I still wear androgynous clothes. I still have a male hairline and a deep voice, even for a man. I only wear a tinted moisturizer. But despite those things, I'm now seen as a woman most of the time among people who haven't seen me before. My voice is the biggest barrier and I'm getting glottoplasty in February.

I'm still undecided about posting pictures for the world to see. On the one hand, I really want to showcase the amazing work that was done, tell you how much I LOVE my new face and encourage anyone who wants FFS to choose T-Change/Dr Rossi, but on the other, I don't want to make my personal life any more complicated than it already is, so I'm holding off for now.

I never liked my face before. I didn't associate all of the things I hated with being AMAB but guess what?

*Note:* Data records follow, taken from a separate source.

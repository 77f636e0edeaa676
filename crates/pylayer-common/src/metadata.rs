use std::sync::{Arc, Mutex, MutexGuard, PoisonError};

use indexmap::IndexMap;

/// A layer's string metadata table.
///
/// The table has shared interior: cloning a `Metadata` yields another handle
/// to the same entries, so the engine, the adapter, and script-side commands
/// all observe one table. Keys keep their insertion order.
#[derive(Debug, Clone, Default)]
pub struct Metadata {
    entries: Arc<Mutex<IndexMap<String, String>>>,
}

impl Metadata {
    pub fn new() -> Self {
        Self::default()
    }

    fn entries(&self) -> MutexGuard<'_, IndexMap<String, String>> {
        self.entries.lock().unwrap_or_else(PoisonError::into_inner)
    }

    pub fn get(&self, name: &str) -> Option<String> {
        self.entries().get(name).cloned()
    }

    /// Insert or overwrite; an overwritten key keeps its position.
    pub fn set(&self, name: impl Into<String>, value: impl Into<String>) {
        self.entries().insert(name.into(), value.into());
    }

    pub fn exists(&self, name: &str) -> bool {
        self.entries().contains_key(name)
    }

    /// Remove an entry; a no-op when the key is absent.
    pub fn unset(&self, name: &str) -> bool {
        self.entries().shift_remove(name).is_some()
    }

    /// All keys in table order.
    pub fn names(&self) -> Vec<String> {
        self.entries().keys().cloned().collect()
    }

    pub fn len(&self) -> usize {
        self.entries().len()
    }

    pub fn is_empty(&self) -> bool {
        self.entries().is_empty()
    }
}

They were, and in the past week, I've felt really happy to look in the mirror, for the first time in my life. Liking myself a bit more has inspired me to look after myself a bit more, socialize more and generally want to be "me" because I like the new me. I love to just look at myself in the mirror and feel good about myself.

Most people I know (all cis) think I look similar, better or prettier but haven't really paid much attention. People I see for the first time now also don't say anything, because they just know me as I look now. Really the only person who's shaken by this change is me and it's been a bit strange to have an experience like this that I can't share with anyone else IRL.

But by far the biggest change is in the lens through which I see life and make decisions. When you like who you are, it affects every decision you make from the moment you wake up to the moment you go to sleep, and this is something that's very new to me, and that I'm still getting used to, even at the age of 32.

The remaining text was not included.